**What to do:** Beginning at whichever line contains "pub struct LogitBias", reproduce each line of the records below word for word, ending with the last, and add nothing.

**Data for processing:**
────────────────────
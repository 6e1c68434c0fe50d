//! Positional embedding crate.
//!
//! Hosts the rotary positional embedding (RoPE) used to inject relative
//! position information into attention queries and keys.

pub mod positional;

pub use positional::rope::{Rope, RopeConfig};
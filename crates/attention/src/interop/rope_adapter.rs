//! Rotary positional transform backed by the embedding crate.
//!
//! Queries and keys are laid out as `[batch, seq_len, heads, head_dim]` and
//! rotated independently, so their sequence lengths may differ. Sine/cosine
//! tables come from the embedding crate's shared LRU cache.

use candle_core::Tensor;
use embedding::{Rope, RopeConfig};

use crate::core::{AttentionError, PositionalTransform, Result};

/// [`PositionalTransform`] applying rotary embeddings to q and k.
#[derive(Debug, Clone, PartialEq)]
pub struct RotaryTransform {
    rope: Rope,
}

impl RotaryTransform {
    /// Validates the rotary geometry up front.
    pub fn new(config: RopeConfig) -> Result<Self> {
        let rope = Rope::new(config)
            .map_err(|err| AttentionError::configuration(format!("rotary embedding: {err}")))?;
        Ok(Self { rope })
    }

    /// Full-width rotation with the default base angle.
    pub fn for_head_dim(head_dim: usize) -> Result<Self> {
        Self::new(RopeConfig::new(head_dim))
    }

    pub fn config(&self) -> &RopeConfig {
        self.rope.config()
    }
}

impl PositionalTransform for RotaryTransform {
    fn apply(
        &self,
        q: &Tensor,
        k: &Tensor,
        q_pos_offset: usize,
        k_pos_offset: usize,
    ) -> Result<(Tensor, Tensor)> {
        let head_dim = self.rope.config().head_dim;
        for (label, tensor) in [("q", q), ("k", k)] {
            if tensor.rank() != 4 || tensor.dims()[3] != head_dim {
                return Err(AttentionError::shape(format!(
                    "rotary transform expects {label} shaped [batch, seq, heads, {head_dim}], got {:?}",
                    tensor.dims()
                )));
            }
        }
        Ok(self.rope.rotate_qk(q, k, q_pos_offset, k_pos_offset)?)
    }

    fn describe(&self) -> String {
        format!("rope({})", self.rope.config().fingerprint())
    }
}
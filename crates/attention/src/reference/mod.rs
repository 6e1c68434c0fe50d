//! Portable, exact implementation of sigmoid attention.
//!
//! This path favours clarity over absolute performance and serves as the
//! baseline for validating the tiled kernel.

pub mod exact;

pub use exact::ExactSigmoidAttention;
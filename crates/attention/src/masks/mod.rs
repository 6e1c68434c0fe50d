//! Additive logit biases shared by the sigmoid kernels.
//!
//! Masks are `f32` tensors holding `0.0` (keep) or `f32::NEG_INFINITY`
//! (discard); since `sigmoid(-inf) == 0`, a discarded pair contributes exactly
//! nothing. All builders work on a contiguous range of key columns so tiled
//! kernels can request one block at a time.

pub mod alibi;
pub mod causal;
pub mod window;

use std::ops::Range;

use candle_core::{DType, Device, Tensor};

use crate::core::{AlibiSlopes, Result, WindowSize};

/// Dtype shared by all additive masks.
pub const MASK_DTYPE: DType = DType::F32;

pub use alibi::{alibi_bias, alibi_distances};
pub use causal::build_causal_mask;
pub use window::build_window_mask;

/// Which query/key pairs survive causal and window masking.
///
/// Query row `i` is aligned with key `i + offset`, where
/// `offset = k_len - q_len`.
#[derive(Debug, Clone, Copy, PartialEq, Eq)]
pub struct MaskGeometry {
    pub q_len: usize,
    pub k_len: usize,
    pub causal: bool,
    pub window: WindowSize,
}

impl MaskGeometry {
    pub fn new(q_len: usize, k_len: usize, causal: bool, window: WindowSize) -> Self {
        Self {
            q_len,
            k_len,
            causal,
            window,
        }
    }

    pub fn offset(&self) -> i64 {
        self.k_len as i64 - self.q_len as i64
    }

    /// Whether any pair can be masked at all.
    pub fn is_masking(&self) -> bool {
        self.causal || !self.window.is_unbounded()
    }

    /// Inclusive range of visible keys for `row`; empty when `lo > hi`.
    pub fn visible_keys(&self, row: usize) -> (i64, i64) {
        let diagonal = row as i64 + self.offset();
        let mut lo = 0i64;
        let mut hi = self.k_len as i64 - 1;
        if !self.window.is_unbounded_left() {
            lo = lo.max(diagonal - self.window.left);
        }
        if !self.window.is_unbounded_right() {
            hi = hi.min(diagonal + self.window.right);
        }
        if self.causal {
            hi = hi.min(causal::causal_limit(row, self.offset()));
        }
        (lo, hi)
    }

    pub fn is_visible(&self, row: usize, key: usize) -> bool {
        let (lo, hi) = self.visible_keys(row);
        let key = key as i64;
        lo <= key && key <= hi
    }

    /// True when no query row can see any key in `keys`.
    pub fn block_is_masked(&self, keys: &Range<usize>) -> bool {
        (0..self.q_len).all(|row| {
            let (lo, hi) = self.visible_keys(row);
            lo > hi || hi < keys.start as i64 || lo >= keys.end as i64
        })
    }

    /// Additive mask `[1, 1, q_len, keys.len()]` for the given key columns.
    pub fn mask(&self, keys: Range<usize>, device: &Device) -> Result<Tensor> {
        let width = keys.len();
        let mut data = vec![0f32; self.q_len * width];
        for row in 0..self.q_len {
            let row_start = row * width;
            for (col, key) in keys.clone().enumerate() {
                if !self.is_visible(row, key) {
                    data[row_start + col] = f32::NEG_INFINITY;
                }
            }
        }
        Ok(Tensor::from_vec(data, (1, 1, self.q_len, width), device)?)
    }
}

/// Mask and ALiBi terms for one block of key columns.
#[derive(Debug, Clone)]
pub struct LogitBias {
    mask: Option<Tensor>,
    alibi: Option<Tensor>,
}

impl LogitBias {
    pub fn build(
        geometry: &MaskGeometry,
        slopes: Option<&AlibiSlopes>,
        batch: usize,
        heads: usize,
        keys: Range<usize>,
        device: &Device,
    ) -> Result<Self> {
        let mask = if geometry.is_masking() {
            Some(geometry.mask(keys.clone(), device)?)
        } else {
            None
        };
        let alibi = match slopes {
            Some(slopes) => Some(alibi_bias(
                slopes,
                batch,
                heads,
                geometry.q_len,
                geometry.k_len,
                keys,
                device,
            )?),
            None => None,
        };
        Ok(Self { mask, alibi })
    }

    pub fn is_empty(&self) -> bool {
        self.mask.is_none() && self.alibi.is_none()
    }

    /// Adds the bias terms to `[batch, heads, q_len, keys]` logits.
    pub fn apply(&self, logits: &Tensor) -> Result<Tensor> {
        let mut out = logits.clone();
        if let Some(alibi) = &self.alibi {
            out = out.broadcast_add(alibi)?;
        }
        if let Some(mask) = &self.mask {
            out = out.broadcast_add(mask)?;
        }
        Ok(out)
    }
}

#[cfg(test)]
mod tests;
────────────────────
**Exercise solution:**
pub struct LogitBias {
    mask: Option<Tensor>,
    alibi: Option<Tensor>,
}

impl LogitBias {
    pub fn build(
        geometry: &MaskGeometry,
        slopes: Option<&AlibiSlopes>,
        batch: usize,
        heads: usize,
        keys: Range<usize>,
        device: &Device,
    ) -> Result<Self> {
        let mask = if geometry.is_masking() {
            Some(geometry.mask(keys.clone(), device)?)
        } else {
            None
        };
        let alibi = match slopes {
            Some(slopes) => Some(alibi_bias(
                slopes,
                batch,
                heads,
                geometry.q_len,
                geometry.k_len,
                keys,
                device,
            )?),
            None => None,
        };
        Ok(Self { mask, alibi })
    }

    pub fn is_empty(&self) -> bool {
        self.mask.is_none() && self.alibi.is_none()
    }

    /// Adds the bias terms to `[batch, heads, q_len, keys]` logits.
    pub fn apply(&self, logits: &Tensor) -> Result<Tensor> {
        let mut out = logits.clone();
        if let Some(alibi) = &self.alibi {
            out = out.broadcast_add(alibi)?;
        }
        if let Some(mask) = &self.mask {
            out = out.broadcast_add(mask)?;
        }
        Ok(out)
    }
}

#[cfg(test)]
mod tests;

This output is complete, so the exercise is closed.